* Dataset entries
# # # #
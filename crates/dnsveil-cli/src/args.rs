//! Command-line argument parsing

use crate::commands::Command;
use clap::{Parser, ValueEnum};

/// dnsveil - on-device DNS filtering tunnel
///
/// Routes only DNS traffic through a virtual interface, classifies each
/// queried domain against a two-tier blocklist and relays or drops it.
#[derive(Parser, Debug)]
#[command(name = "dnsveil")]
#[command(author, version, about, long_about = None)]
#[command(propagate_version = true)]
pub struct Args {
    /// Subcommand to execute
    #[command(subcommand)]
    pub command: Option<Command>,

    /// Verbosity level (-v, -vv, -vvv)
    #[arg(short, long, action = clap::ArgAction::Count, global = true)]
    pub verbose: u8,

    /// Output format for logs
    #[arg(long, value_enum, default_value = "text", global = true)]
    pub log_format: LogFormat,

    /// Log file path
    #[arg(long, value_name = "FILE", global = true)]
    pub log_file: Option<String>,

    /// Run in quiet mode (minimal output)
    #[arg(short, long, global = true)]
    pub quiet: bool,
}

/// Log output format
#[derive(Debug, Clone, Copy, ValueEnum)]
pub enum LogFormat {
    /// Human-readable text
    Text,
    /// JSON format
    Json,
    /// Compact format
    Compact,
}
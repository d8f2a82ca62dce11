//! User-curated exact blocklist
//!
//! Small, mutable set of normalized domains with suffix semantics: an entry
//! blocks itself and every subdomain. Mutations replace the whole set under
//! the write lock, so the packet loop never observes a partial edit.

use crate::filter::normalize_host;
use parking_lot::RwLock;
use std::collections::HashSet;
use tracing::{debug, info};

/// Exact/suffix-match domain set driven by user edits
#[derive(Debug, Default)]
pub struct UserBlocklist {
    entries: RwLock<HashSet<String>>,
}

impl UserBlocklist {
    /// Create an empty blocklist
    pub fn new() -> Self {
        Self {
            entries: RwLock::new(HashSet::new()),
        }
    }

    /// Create a blocklist seeded with `domains`
    pub fn with_domains<I, S>(domains: I) -> Self
    where
        I: IntoIterator<Item = S>,
        S: AsRef<str>,
    {
        let list = Self::new();
        list.set(domains);
        list
    }

    /// Replace the entire set
    pub fn set<I, S>(&self, domains: I)
    where
        I: IntoIterator<Item = S>,
        S: AsRef<str>,
    {
        let normalized: HashSet<String> = domains
            .into_iter()
            .map(|d| normalize_host(d.as_ref()))
            .filter(|d| !d.is_empty())
            .collect();
        let size = normalized.len();
        *self.entries.write() = normalized;
        info!(size, "Replaced user blocklist");
    }

    /// Add one domain
    pub fn add(&self, domain: &str) {
        let norm = normalize_host(domain);
        if norm.is_empty() {
            return;
        }
        let mut next = self.entries.read().clone();
        next.insert(norm.clone());
        let size = next.len();
        *self.entries.write() = next;
        debug!(domain = %norm, size, "Added domain to user blocklist");
    }

    /// Remove one domain
    pub fn remove(&self, domain: &str) {
        let norm = normalize_host(domain);
        let mut next = self.entries.read().clone();
        next.remove(&norm);
        let size = next.len();
        *self.entries.write() = next;
        debug!(domain = %norm, size, "Removed domain from user blocklist");
    }

    /// Check whether `host` equals an entry or is a subdomain of one.
    ///
    /// Any match blocks; there is no ordering or priority among entries.
    pub fn is_blocked(&self, host: &str) -> bool {
        let h = normalize_host(host);
        if h.is_empty() {
            return false;
        }
        let entries = self.entries.read();
        entries
            .iter()
            .any(|d| h == *d || h.ends_with(&format!(".{d}")))
    }

    /// Number of entries
    pub fn len(&self) -> usize {
        self.entries.read().len()
    }

    /// Check if the list is empty
    pub fn is_empty(&self) -> bool {
        self.entries.read().is_empty()
    }

    /// Current entries, sorted (for display and persistence)
    pub fn domains(&self) -> Vec<String> {
        let mut out: Vec<String> = self.entries.read().iter().cloned().collect();
        out.sort();
        out
    }
}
# # # #
* Activity
For this exercise, give the entries above again with no difference at all.

* Response
filename crates/dnsveil-cli/src/args.rs
//! Command-line argument parsing

use crate::commands::Command;
use clap::{Parser, ValueEnum};

/// dnsveil - on-device DNS filtering tunnel
///
/// Routes only DNS traffic through a virtual interface, classifies each
/// queried domain against a two-tier blocklist and relays or drops it.
#[derive(Parser, Debug)]
#[command(name = "dnsveil")]
#[command(author, version, about, long_about = None)]
#[command(propagate_version = true)]
pub struct Args {
    /// Subcommand to execute
    #[command(subcommand)]
    pub command: Option<Command>,

    /// Verbosity level (-v, -vv, -vvv)
    #[arg(short, long, action = clap::ArgAction::Count, global = true)]
    pub verbose: u8,

    /// Output format for logs
    #[arg(long, value_enum, default_value = "text", global = true)]
    pub log_format: LogFormat,

    /// Log file path
    #[arg(long, value_name = "FILE", global = true)]
    pub log_file: Option<String>,

    /// Run in quiet mode (minimal output)
    #[arg(short, long, global = true)]
    pub quiet: bool,
}

/// Log output format
#[derive(Debug, Clone, Copy, ValueEnum)]
pub enum LogFormat {
    /// Human-readable text
    Text,
    /// JSON format
    Json,
    /// Compact format
    Compact,
}
repository d8f2a82ca62dce11
//! User-curated exact blocklist
//!
//! Small, mutable set of normalized domains with suffix semantics: an entry
//! blocks itself and every subdomain. Mutations replace the whole set under
//! the write lock, so the packet loop never observes a partial edit.

use crate::filter::normalize_host;
use parking_lot::RwLock;
use std::collections::HashSet;
use tracing::{debug, info};

/// Exact/suffix-match domain set driven by user edits
#[derive(Debug, Default)]
pub struct UserBlocklist {
    entries: RwLock<HashSet<String>>,
}

impl UserBlocklist {
    /// Create an empty blocklist
    pub fn new() -> Self {
        Self {
            entries: RwLock::new(HashSet::new()),
        }
    }

    /// Create a blocklist seeded with `domains`
    pub fn with_domains<I, S>(domains: I) -> Self
    where
        I: IntoIterator<Item = S>,
        S: AsRef<str>,
    {
        let list = Self::new();
        list.set(domains);
        list
    }

    /// Replace the entire set
    pub fn set<I, S>(&self, domains: I)
    where
        I: IntoIterator<Item = S>,
        S: AsRef<str>,
    {
        let normalized: HashSet<String> = domains
            .into_iter()
            .map(|d| normalize_host(d.as_ref()))
            .filter(|d| !d.is_empty())
            .collect();
        let size = normalized.len();
        *self.entries.write() = normalized;
        info!(size, "Replaced user blocklist");
    }

    /// Add one domain
    pub fn add(&self, domain: &str) {
        let norm = normalize_host(domain);
        if norm.is_empty() {
            return;
        }
        let mut next = self.entries.read().clone();
        next.insert(norm.clone());
        let size = next.len();
        *self.entries.write() = next;
        debug!(domain = %norm, size, "Added domain to user blocklist");
    }

    /// Remove one domain
    pub fn remove(&self, domain: &str) {
        let norm = normalize_host(domain);
        let mut next = self.entries.read().clone();
        next.remove(&norm);
        let size = next.len();
        *self.entries.write() = next;
        debug!(domain = %norm, size, "Removed domain from user blocklist");
    }

    /// Check whether `host` equals an entry or is a subdomain of one.
    ///
    /// Any match blocks; there is no ordering or priority among entries.
    pub fn is_blocked(&self, host: &str) -> bool {
        let h = normalize_host(host);
        if h.is_empty() {
            return false;
        }
        let entries = self.entries.read();
        entries
            .iter()
            .any(|d| h == *d || h.ends_with(&format!(".{d}")))
    }

    /// Number of entries
    pub fn len(&self) -> usize {
        self.entries.read().len()
    }

    /// Check if the list is empty
    pub fn is_empty(&self) -> bool {
        self.entries.read().is_empty()
    }

    /// Current entries, sorted (for display and persistence)
    pub fn domains(&self) -> Vec<String> {
        let mut out: Vec<String> = self.entries.read().iter().cloned().collect();
        out.sort();
        out
    }
}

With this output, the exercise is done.